I am writing this in the Starbucks at Terminal 3 of Beijing Capital International Airport, having spent the last few days in Shanghai and Beijing meeting candidates interested in the Cambridge MBA. Asia is an important strategic focus for the Cambridge MBA and I spend at least a month each year travelling through major economic centres in Asia.
Understandably, there have been a fair amount of questions about the impact of Brexit on the Cambridge MBA. Most candidates understand that there won’t be any immediate changes as a result of the referendum but they are of course keen to know what the longer-term impact will be.
As this point in time, it is anyone’s guess what will happen since there have been no news of formal negotiations starting between the UK and the EU. Nonetheless, I have told candidates the following :-
a. top employers that I have spoken to after the referendum have said that the vote will not change their recruitment plans. As global companies, they are always looking for global talent, and they are very used to applying for visas according to local laws.
b. the Cambridge MBA is a global programme. We attract a global student body and our MBAs pursue global careers after they graduate. While a good number of our MBAs stay in the UK to work or start companies after their studies, many of them will switch countries after several years. They are able to make these career switches because of what they experienced during their one year in Cambridge, the academic knowledge and soft skills that they acquired while here, and the networks that they have built.
c. the UK Home Office has shown, after the referendum, that they will adopt a nuanced approach to immigration. Soon after the referendum vote, the Home Office chose Cambridge as one of four UK universities where our non-EU Masters students (including MBAs and MFins) will be able to stay in the UK for up to six months after the completion of their studies. The previous policy, which will continue to apply to other UK universities, only allowed non-EU students a stay of four months after the completion of their studies. The new policy is intended to help universities such as Cambridge attract top students and give these students more opportunities to find employment in the UK after graduation so that they can make significant contributions to the British economy.

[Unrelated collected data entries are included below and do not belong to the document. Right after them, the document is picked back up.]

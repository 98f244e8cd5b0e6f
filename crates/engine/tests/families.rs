mod common;

use chrono::{Duration, Utc};
use sea_orm::{ConnectionTrait, Statement};

use engine::{EngineError, FamilyRole, InviteStatus};

use common::{engine_with_db, register};

#[tokio::test]
async fn creating_a_family_makes_it_active_with_creator_as_admin() {
    let (engine, _db, _) = engine_with_db().await;
    let alice = register(&engine, "alice@example.com").await;

    let created = engine.create_family(alice.id, "Home", None).await.unwrap();
    assert!(created.import.is_none());

    let active = engine.active_family(alice.id).await.unwrap().unwrap();
    assert_eq!(active.id, created.family.id);

    let families = engine.list_families(alice.id).await.unwrap();
    assert_eq!(families.len(), 1);
    assert_eq!(families[0].role, FamilyRole::Admin);
    assert_eq!(families[0].member_count, 1);
    assert!(families[0].is_active);

    engine.clear_active_family(alice.id).await.unwrap();
    assert!(engine.active_family(alice.id).await.unwrap().is_none());
}

#[tokio::test]
async fn invite_lifecycle() {
    let (engine, _db, notifier) = engine_with_db().await;
    let alice = register(&engine, "alice@example.com").await;
    let bob = register(&engine, "bob@example.com").await;
    let family = engine
        .create_family(alice.id, "Home", None)
        .await
        .unwrap()
        .family;

    let invite = engine
        .create_invite(alice.id, family.id, "Bob@Example.com", FamilyRole::Member)
        .await
        .unwrap();
    assert_eq!(invite.invited_email, "bob@example.com");
    assert_eq!(invite.status, InviteStatus::Pending);
    assert!(invite.expires_at > Utc::now() + Duration::days(29));
    {
        let sent = notifier.sent.lock().unwrap();
        assert_eq!(sent.len(), 1);
        assert_eq!(sent[0].token, invite.token);
        assert_eq!(sent[0].family_name, "Home");
    }

    let err = engine
        .create_invite(alice.id, family.id, "bob@example.com", FamilyRole::Viewer)
        .await
        .unwrap_err();
    assert!(matches!(err, EngineError::ExistingKey(_)));

    let preview = engine.invite_preview(&invite.token).await.unwrap();
    assert_eq!(preview.family_name, "Home");
    assert_eq!(engine.pending_invites(bob.id).await.unwrap().len(), 1);

    let joined = engine.accept_invite(bob.id, &invite.token).await.unwrap();
    assert_eq!(joined.id, family.id);
    let bob_now = engine.user(bob.id).await.unwrap();
    assert_eq!(bob_now.active_family_id, Some(family.id));

    let err = engine
        .accept_invite(bob.id, &invite.token)
        .await
        .unwrap_err();
    assert!(matches!(err, EngineError::ExistingKey(_)));

    let members = engine.list_members(alice.id, family.id).await.unwrap();
    assert_eq!(members.len(), 2);

    let err = engine
        .create_invite(alice.id, family.id, "bob@example.com", FamilyRole::Member)
        .await
        .unwrap_err();
    assert!(matches!(err, EngineError::ExistingKey(_)));
}

#[tokio::test]
async fn expired_invite_cannot_be_accepted() {
    let (engine, db, _) = engine_with_db().await;
    let alice = register(&engine, "alice@example.com").await;
    let bob = register(&engine, "bob@example.com").await;
    let family = engine
        .create_family(alice.id, "Home", None)
        .await
        .unwrap()
        .family;
    let invite = engine
        .create_invite(alice.id, family.id, "bob@example.com", FamilyRole::Member)
        .await
        .unwrap();

    db.execute(Statement::from_sql_and_values(
        db.get_database_backend(),
        "UPDATE family_invites SET expires_at = ? WHERE token = ?",
        vec![
            (Utc::now() - Duration::hours(1)).into(),
            invite.token.clone().into(),
        ],
    ))
    .await
    .unwrap();

    let err = engine
        .accept_invite(bob.id, &invite.token)
        .await
        .unwrap_err();
    assert!(matches!(err, EngineError::Expired(_)));
    assert!(engine.pending_invites(bob.id).await.unwrap().is_empty());

    // An expired invite no longer blocks a fresh one.
    engine
        .create_invite(alice.id, family.id, "bob@example.com", FamilyRole::Member)
        .await
        .unwrap();
}

#[tokio::test]
async fn invite_for_another_email_is_forbidden() {
    let (engine, _db, _) = engine_with_db().await;
    let alice = register(&engine, "alice@example.com").await;
    let carol = register(&engine, "carol@example.com").await;
    let family = engine
        .create_family(alice.id, "Home", None)
        .await
        .unwrap()
        .family;
    let invite = engine
        .create_invite(alice.id, family.id, "bob@example.com", FamilyRole::Member)
        .await
        .unwrap();

    let err = engine
        .accept_invite(carol.id, &invite.token)
        .await
        .unwrap_err();
    assert!(matches!(err, EngineError::Forbidden(_)));

    let err = engine
        .accept_invite(carol.id, "no-such-token")
        .await
        .unwrap_err();
    assert!(matches!(err, EngineError::KeyNotFound(_)));
}

#[tokio::test]
async fn only_admins_invite_and_manage_roles() {
    let (engine, _db, _) = engine_with_db().await;
    let alice = register(&engine, "alice@example.com").await;
    let bob = register(&engine, "bob@example.com").await;
    let family = engine
        .create_family(alice.id, "Home", None)
        .await
        .unwrap()
        .family;
    let invite = engine
        .create_invite(alice.id, family.id, "bob@example.com", FamilyRole::Member)
        .await
        .unwrap();
    engine.accept_invite(bob.id, &invite.token).await.unwrap();

    let err = engine
        .create_invite(bob.id, family.id, "carol@example.com", FamilyRole::Member)
        .await
        .unwrap_err();
    assert!(matches!(err, EngineError::Forbidden(_)));

    let members = engine.list_members(alice.id, family.id).await.unwrap();
    let alice_membership = members.iter().find(|m| m.user_id == alice.id).unwrap();
    let bob_membership = members.iter().find(|m| m.user_id == bob.id).unwrap();

    let err = engine
        .update_member_role(bob.id, family.id, alice_membership.id, FamilyRole::Viewer)
        .await
        .unwrap_err();
    assert!(matches!(err, EngineError::Forbidden(_)));

    let err = engine
        .update_member_role(alice.id, family.id, alice_membership.id, FamilyRole::Member)
        .await
        .unwrap_err();
    assert!(matches!(err, EngineError::InvalidRole(_)));

    let promoted = engine
        .update_member_role(alice.id, family.id, bob_membership.id, FamilyRole::Admin)
        .await
        .unwrap();
    assert_eq!(promoted.role, FamilyRole::Admin);

    let err = engine
        .remove_member(bob.id, family.id, alice_membership.id)
        .await
        .unwrap_err();
    assert!(matches!(err, EngineError::Forbidden(_)));
}

#[tokio::test]
async fn cancelled_invite_disappears() {
    let (engine, _db, _) = engine_with_db().await;
    let alice = register(&engine, "alice@example.com").await;
    let family = engine
        .create_family(alice.id, "Home", None)
        .await
        .unwrap()
        .family;
    let invite = engine
        .create_invite(alice.id, family.id, "bob@example.com", FamilyRole::Viewer)
        .await
        .unwrap();
    assert_eq!(engine.list_invites(alice.id, family.id).await.unwrap().len(), 1);

    engine
        .cancel_invite(alice.id, family.id, invite.id)
        .await
        .unwrap();
    assert!(engine.list_invites(alice.id, family.id).await.unwrap().is_empty());
    let err = engine.invite_preview(&invite.token).await.unwrap_err();
    assert!(matches!(err, EngineError::KeyNotFound(_)));
}

#[tokio::test]
async fn leaving_and_deleting() {
    let (engine, _db, _) = engine_with_db().await;
    let alice = register(&engine, "alice@example.com").await;
    let bob = register(&engine, "bob@example.com").await;
    let family = engine
        .create_family(alice.id, "Home", None)
        .await
        .unwrap()
        .family;
    let invite = engine
        .create_invite(alice.id, family.id, "bob@example.com", FamilyRole::Member)
        .await
        .unwrap();
    engine.accept_invite(bob.id, &invite.token).await.unwrap();

    let err = engine.leave_family(alice.id, family.id).await.unwrap_err();
    assert!(matches!(err, EngineError::Forbidden(_)));
    let err = engine.delete_family(bob.id, family.id).await.unwrap_err();
    assert!(matches!(err, EngineError::Forbidden(_)));

    engine.leave_family(bob.id, family.id).await.unwrap();
    assert!(engine.user(bob.id).await.unwrap().active_family_id.is_none());
    assert!(engine.list_families(bob.id).await.unwrap().is_empty());

    engine.delete_family(alice.id, family.id).await.unwrap();
    assert!(engine.active_family(alice.id).await.unwrap().is_none());
    let err = engine.family_detail(alice.id, family.id).await.unwrap_err();
    assert!(matches!(err, EngineError::KeyNotFound(_)));
}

These points taken together lead me to believe that the Cambridge MBA can build on its current strong position. Already the MBA 2015 class is showing very strong employment outcomes and we are on track to admit the largest Cambridge MBA class ever. The new MBA 2016 class will also benefit from some enhancements that we have made to the programme and careers provision, following consultation with top employers about the skills that MBAs will need in the next five years. Key changes include new core classes in digital business, entrepreneurship and Business in Society; and more customised case practice workshops for our students. It promises to be an exciting time for our students, the MBA team and myself.